Na coletiva de imprensa com Tuttle e seu braço direito, Michael Stütz (há anos curador-chefe da Mostra Panorama e agora acumulando a função de codiretor de programação), uma das minhas dúvidas era exatamente sobre o motivo que levou à escolha desse filme para abrir a Berlinale. É preciso saber que Tykwer já foi presidente do júri internacional e já exibiu trabalhos no festival em outras duas vezes: “Paraíso” (2002) e “Trama Internacional” (2009). O hype em torno do diretor, que é “prata da casa” por ser alemão, é algo que pairava sobre o Berlinale Palast.
Com uma pseudo-espiritualidade e muitos estereótipos, “Das Licht” foi um erro colossal para a abertura, mesmo que não esteja concorrendo aos Ursos de Ouro e Prata. Porque a Alemanha está no limbo político entre democracia e a volta do fascismo, o cinema precisa reagir.
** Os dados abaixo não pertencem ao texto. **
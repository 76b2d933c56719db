//! Fact store: turns the noisy output of the extraction step into fact records.
//!
//! Loading is a two-stage pipeline:
//!
//! 1. [`clean`] strips markdown fences and slices out the candidate JSON array,
//!    tolerating commentary a generative upstream step may add around it.
//! 2. [`parse`] strictly parses that candidate and checks required fields.
//!
//! Class and relation values are stored verbatim. The declared ontology
//! ([`ComponentClass`], [`Relation`]) is available for presentation, but a
//! fact is never rejected for using an undeclared class or relation.

use std::path::Path;
use std::sync::LazyLock;

use regex::Regex;
use serde_json::{Map, Value};

use crate::error::FactError;

/// Result type for fact loading.
pub type FactResult<T> = std::result::Result<T, FactError>;

/// Default location of the extracted fact file.
pub const DEFAULT_FACTS_PATH: &str = "kg/raw_facts.json";

static FENCE: LazyLock<Regex> =
    LazyLock::new(|| Regex::new(r"```json|```").expect("fence pattern is valid"));

/// One extracted engineering fact: `subject --predicate--> object`.
#[derive(Debug, Clone, PartialEq, Eq)]
pub struct Fact {
    pub subject: String,
    pub subject_class: String,
    pub predicate: String,
    pub object: String,
    pub object_class: String,
    /// Manual page the fact was read from, when the extractor reported one.
    pub source_page: Option<String>,
}

impl Fact {
    /// Build a fact without a source page.
    pub fn new(
        subject: impl Into<String>,
        subject_class: impl Into<String>,
        predicate: impl Into<String>,
        object: impl Into<String>,
        object_class: impl Into<String>,
    ) -> Self {
        Self {
            subject: subject.into(),
            subject_class: subject_class.into(),
            predicate: predicate.into(),
            object: object.into(),
            object_class: object_class.into(),
            source_page: None,
        }
    }

    /// Attach the page the fact was extracted from.
    pub fn with_source_page(mut self, page: impl Into<String>) -> Self {
        self.source_page = Some(page.into());
        self
    }
}

/// Component classes declared by the extraction ontology.
#[derive(Debug, Clone, Copy, PartialEq, Eq, Hash)]
pub enum ComponentClass {
    Compressor,
    Condenser,
    Evaporator,
    Valve,
    Pipe,
    Controller,
    Sensor,
}

impl ComponentClass {
    pub const ALL: [ComponentClass; 7] = [
        Self::Compressor,
        Self::Condenser,
        Self::Evaporator,
        Self::Valve,
        Self::Pipe,
        Self::Controller,
        Self::Sensor,
    ];

    /// Look up a declared class by its exact name. Returns `None` for anything
    /// outside the ontology.
    pub fn parse(name: &str) -> Option<Self> {
        Self::ALL.into_iter().find(|c| c.as_str() == name)
    }

    pub fn as_str(self) -> &'static str {
        match self {
            Self::Compressor => "Compressor",
            Self::Condenser => "Condenser",
            Self::Evaporator => "Evaporator",
            Self::Valve => "Valve",
            Self::Pipe => "Pipe",
            Self::Controller => "Controller",
            Self::Sensor => "Sensor",
        }
    }
}

/// Relation kinds declared by the extraction ontology.
#[derive(Debug, Clone, Copy, PartialEq, Eq, Hash)]
pub enum Relation {
    Feeds,
    Regulates,
    ReturnsTo,
    ControlledBy,
    MeasuredBy,
    Triggers,
}

impl Relation {
    pub const ALL: [Relation; 6] = [
        Self::Feeds,
        Self::Regulates,
        Self::ReturnsTo,
        Self::ControlledBy,
        Self::MeasuredBy,
        Self::Triggers,
    ];

    pub fn parse(name: &str) -> Option<Self> {
        Self::ALL.into_iter().find(|r| r.as_str() == name)
    }

    pub fn as_str(self) -> &'static str {
        match self {
            Self::Feeds => "feeds",
            Self::Regulates => "regulates",
            Self::ReturnsTo => "returnsTo",
            Self::ControlledBy => "controlledBy",
            Self::MeasuredBy => "measuredBy",
            Self::Triggers => "triggers",
        }
    }
}

/// Remove markdown code-fence markers and surrounding whitespace.
pub fn strip_fences(text: &str) -> String {
    FENCE.replace_all(text.trim(), "").trim().to_string()
}

/// Stage one: strip code fences and return the candidate JSON array text,
/// from the first `[` to the last `]` inclusive.
pub fn clean(raw: &str) -> FactResult<String> {
    let stripped = strip_fences(raw);
    let text = stripped.as_str();

    match (text.find('['), text.rfind(']')) {
        (Some(start), Some(end)) if end > start => Ok(text[start..=end].to_string()),
        _ => Err(FactError::NoArray),
    }
}

/// Stage two: strictly parse a candidate array into facts.
pub fn parse(candidate: &str) -> FactResult<Vec<Fact>> {
    let records: Vec<Value> =
        serde_json::from_str(candidate).map_err(|e| FactError::InvalidJson {
            message: e.to_string(),
        })?;

    records
        .iter()
        .enumerate()
        .map(|(index, record)| {
            let map = record
                .as_object()
                .ok_or(FactError::NotAnObject { index })?;
            fact_from_record(index, map)
        })
        .collect()
}

/// Run both stages over raw extractor output.
pub fn load(raw: &str) -> FactResult<Vec<Fact>> {
    let candidate = clean(raw)?;
    let facts = parse(&candidate)?;
    tracing::debug!(facts = facts.len(), "parsed fact array");
    Ok(facts)
}

/// Read and load a fact file.
pub fn load_file(path: &Path) -> FactResult<Vec<Fact>> {
    let raw = std::fs::read_to_string(path).map_err(|e| FactError::Io {
        path: path.display().to_string(),
        source: e,
    })?;
    let facts = load(&raw)?;
    tracing::info!(path = %path.display(), facts = facts.len(), "loaded facts");
    Ok(facts)
}

fn fact_from_record(index: usize, record: &Map<String, Value>) -> FactResult<Fact> {
    let required = |field: &'static str| -> FactResult<String> {
        match record.get(field) {
            None => Err(FactError::MissingField { index, field }),
            Some(Value::String(s)) => Ok(s.clone()),
            Some(_) => Err(FactError::InvalidField { index, field }),
        }
    };

    // The extractor is asked for "page number if mentioned", so numbers show up too.
    let source_page = match record.get("source_page") {
        Some(Value::String(s)) => Some(s.clone()),
        Some(Value::Number(n)) => Some(n.to_string()),
        _ => None,
    };

    Ok(Fact {
        subject: required("subject")?,
        subject_class: required("subject_class")?,
        predicate: required("predicate")?,
        object: required("object")?,
        object_class: required("object_class")?,
        source_page,
    })
}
Outro ponto muito negativo na escolha do filme para a abertura do festival é o já über-estimado ator Lars Eidinger, o astro do momento no cinema alemão. Não há filme feito por diretor famoso no qual Eidinger não seja protagonista. Parece que o estrelato se tornou um ingrediente de qualidade, mas essa linha de raciocínio se mostra um grande equívoco. O personagem de Eidinger em “Das Licht”, com seu cabelo selvagem e rústico, é um ativista climático que vive um relacionamento vegetativo com sua esposa, também ativista na África, mas, quando chega em casa, a primeira coisa que faz é tirar a roupa, pegar uma cerveja na geladeira e conversar com mulheres nuas na internet.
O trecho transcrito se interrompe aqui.